Юра не стал больше ждать, он торопливо пошел по дороге, ведущей от кладбища вниз, к Аполоновой балке.
– Ну, Юрка! Я тебе этого не прощу! – крикнула ему вслед Лиза. – А еще клятву давал!
У Аполлоновой балки Юра не пошел на пристань, а сел на трамвай, заполненный рабочим людом, едущим в город. Обогнув Южную бухту, на конечной остановке он должен был пересесть на другой трамвай, идущий в центр города. Но, чтобы сэкономить деньги, Юра отправился пешком.
…После тихой Александро-Михайловки в Севастополе даже в будний день было многолюдно и шумно.
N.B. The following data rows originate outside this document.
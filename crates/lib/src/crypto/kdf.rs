//! Password-based key derivation (Argon2id).
//!
//! Deriving twice from the same password, salt and parameters yields the same
//! [`ContentKey`]; a fresh salt yields a different one. The parameters are
//! persisted next to the salt so that changing the defaults never breaks
//! existing containers.

use std::fmt;

use argon2::{Algorithm, Argon2, Params, Version};
use rand::RngCore;
use serde::{Deserialize, Serialize};
use zeroize::{Zeroize, ZeroizeOnDrop};

use super::aead::{ContentKey, KEY_LENGTH};
use super::errors::CryptoError;
use crate::Result;

/// Salt length in bytes
pub const SALT_LENGTH: usize = 16;

/// Default Argon2 memory cost in KiB (19 MiB)
pub const DEFAULT_ARGON2_M_COST: u32 = 19 * 1024;
/// Default Argon2 time cost (iterations)
pub const DEFAULT_ARGON2_T_COST: u32 = 2;
/// Default Argon2 parallelism
pub const DEFAULT_ARGON2_P_COST: u32 = 1;

/// Largest accepted Argon2 memory cost in KiB (1 GiB)
pub const MAX_ARGON2_M_COST: u32 = 1024 * 1024;
/// Largest accepted Argon2 time cost
pub const MAX_ARGON2_T_COST: u32 = 16;
/// Largest accepted Argon2 parallelism
pub const MAX_ARGON2_P_COST: u32 = 16;

/// Argon2id cost parameters.
///
/// Missing fields in older envelopes fall back to the defaults.
#[derive(Clone, Copy, Debug, Serialize, Deserialize, PartialEq, Eq)]
pub struct KdfParams {
    /// Memory cost in KiB
    #[serde(default = "default_m_cost")]
    pub m_cost: u32,
    /// Time cost (iterations)
    #[serde(default = "default_t_cost")]
    pub t_cost: u32,
    /// Parallelism
    #[serde(default = "default_p_cost")]
    pub p_cost: u32,
}

fn default_m_cost() -> u32 {
    DEFAULT_ARGON2_M_COST
}

fn default_t_cost() -> u32 {
    DEFAULT_ARGON2_T_COST
}

fn default_p_cost() -> u32 {
    DEFAULT_ARGON2_P_COST
}

impl KdfParams {
    pub fn new(m_cost: u32, t_cost: u32, p_cost: u32) -> Self {
        Self {
            m_cost,
            t_cost,
            p_cost,
        }
    }

    /// Describe the first cost above the accepted maximum, if any.
    ///
    /// Parameters read from an envelope must pass this before any derivation.
    pub fn limit_violation(&self) -> Option<String> {
        if self.m_cost > MAX_ARGON2_M_COST {
            Some(format!(
                "m_cost {} exceeds maximum {MAX_ARGON2_M_COST}",
                self.m_cost
            ))
        } else if self.t_cost > MAX_ARGON2_T_COST {
            Some(format!(
                "t_cost {} exceeds maximum {MAX_ARGON2_T_COST}",
                self.t_cost
            ))
        } else if self.p_cost > MAX_ARGON2_P_COST {
            Some(format!(
                "p_cost {} exceeds maximum {MAX_ARGON2_P_COST}",
                self.p_cost
            ))
        } else {
            None
        }
    }

    fn argon2(&self) -> Result<Argon2<'static>> {
        if let Some(reason) = self.limit_violation() {
            return Err(CryptoError::KeyDerivationFailed { reason }.into());
        }
        let params = Params::new(self.m_cost, self.t_cost, self.p_cost, Some(KEY_LENGTH))
            .map_err(|e| CryptoError::KeyDerivationFailed {
                reason: format!("Invalid Argon2 parameters: {e}"),
            })?;
        Ok(Argon2::new(Algorithm::Argon2id, Version::V0x13, params))
    }
}

impl Default for KdfParams {
    fn default() -> Self {
        Self::new(
            DEFAULT_ARGON2_M_COST,
            DEFAULT_ARGON2_T_COST,
            DEFAULT_ARGON2_P_COST,
        )
    }
}

/// Random per-container salt.
#[derive(Clone, Copy, PartialEq, Eq)]
pub struct Salt([u8; SALT_LENGTH]);

impl Salt {
    /// Generate a fresh random salt.
    pub fn generate() -> Self {
        let mut bytes = [0u8; SALT_LENGTH];
        rand::rngs::OsRng.fill_bytes(&mut bytes);
        Self(bytes)
    }

    pub fn from_bytes(bytes: [u8; SALT_LENGTH]) -> Self {
        Self(bytes)
    }

    pub fn as_bytes(&self) -> &[u8; SALT_LENGTH] {
        &self.0
    }
}

impl fmt::Debug for Salt {
    fn fmt(&self, f: &mut fmt::Formatter<'_>) -> fmt::Result {
        write!(f, "Salt({})", hex::encode(self.0))
    }
}

impl Serialize for Salt {
    fn serialize<S: serde::Serializer>(&self, serializer: S) -> std::result::Result<S::Ok, S::Error> {
        crate::encoding::base64::serialize(&self.0, serializer)
    }
}

impl<'de> Deserialize<'de> for Salt {
    fn deserialize<D: serde::Deserializer<'de>>(
        deserializer: D,
    ) -> std::result::Result<Self, D::Error> {
        let bytes = crate::encoding::base64::deserialize(deserializer)?;
        let array: [u8; SALT_LENGTH] = bytes.try_into().map_err(|v: Vec<u8>| {
            serde::de::Error::custom(format!(
                "salt must be {SALT_LENGTH} bytes, got {}",
                v.len()
            ))
        })?;
        Ok(Salt(array))
    }
}

/// A user-supplied password, zeroized on drop.
#[derive(Clone, Zeroize, ZeroizeOnDrop)]
pub struct Password(String);

impl Password {
    pub fn new(password: impl Into<String>) -> Self {
        Self(password.into())
    }

    pub fn as_str(&self) -> &str {
        &self.0
    }
}

impl fmt::Debug for Password {
    fn fmt(&self, f: &mut fmt::Formatter<'_>) -> fmt::Result {
        f.write_str("Password(<redacted>)")
    }
}

impl PartialEq for Password {
    fn eq(&self, other: &Self) -> bool {
        self.0 == other.0
    }
}

impl From<&str> for Password {
    fn from(value: &str) -> Self {
        Password::new(value)
    }
}

impl From<String> for Password {
    fn from(value: String) -> Self {
        Password::new(value)
    }
}

/// Derive a content key from a password and salt.
///
/// This is CPU and memory hard; async callers should use [`derive_key_async`].
pub fn derive_key(password: &Password, salt: &Salt, params: &KdfParams) -> Result<ContentKey> {
    let argon2 = params.argon2()?;
    let mut key = [0u8; KEY_LENGTH];
    let derived = argon2
        .hash_password_into(password.as_str().as_bytes(), salt.as_bytes(), &mut key)
        .map_err(|e| CryptoError::KeyDerivationFailed {
            reason: format!("Key derivation failed: {e}"),
        });
    let result = derived.map(|_| ContentKey::from_bytes(key));
    key.zeroize();
    Ok(result?)
}

/// Derive a content key on the blocking thread pool.
pub async fn derive_key_async(
    password: Password,
    salt: Salt,
    params: KdfParams,
) -> Result<ContentKey> {
    tokio::task::spawn_blocking(move || derive_key(&password, &salt, &params))
        .await
        .map_err(|e| CryptoError::KeyDerivationFailed {
            reason: format!("Derivation task failed: {e}"),
        })?
}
Люди шли в одну и в другую сторону не только по тротуарам, но и по булыжной проезжей части, благо машин и конных экипажей было мало и им приходилось пробивать себе в этом многолюдье дорогу визгливыми клаксонами и криками «Посторонись!». Разносчики напитков надрывно призывали выпить воды, компота или крюшона. Их перекрикивали продавцы папирос:
– Есть «Ира»! Есть «Ада»! А других курить не надо!
Юре было хорошо в этой толпе. Он с любопытством рассматривал лица важных господ, проезжающих в экипажах, и надменных военных генералов, протискивающихся сквозь толпу в своих длинных, блестящих никелем автомобилях.
Он вздрогнул, когда кто-то вдруг окликнул его:
– Юра! Львов!
Юра поднял глаза и увидел почти совсем рядом сидящего в роскошном лимузине офицера со смуглым красивым лицом. Распахнутый легкий плащ открывал блестящие шнуры аксельбантов. Офицер смотрел на Юру из медленно движущегося сквозь толпу автомобиля, улыбаясь и как будто не веря своим глазам.
«Да это же Микки Уваров!» – вспомнил Юра.
С тех давних пор, что они не виделись, Микки изменился, утратил мальчишечью гладкость лица и беззаботность выражения больших светлых глаз, но, несомненно, это был он. Уже, наверное, не Микки, как все привыкли его называть тогда, в штабе Ковалевского. Даже Юра. Теперь он был уже Михаил Андреевич Уваров.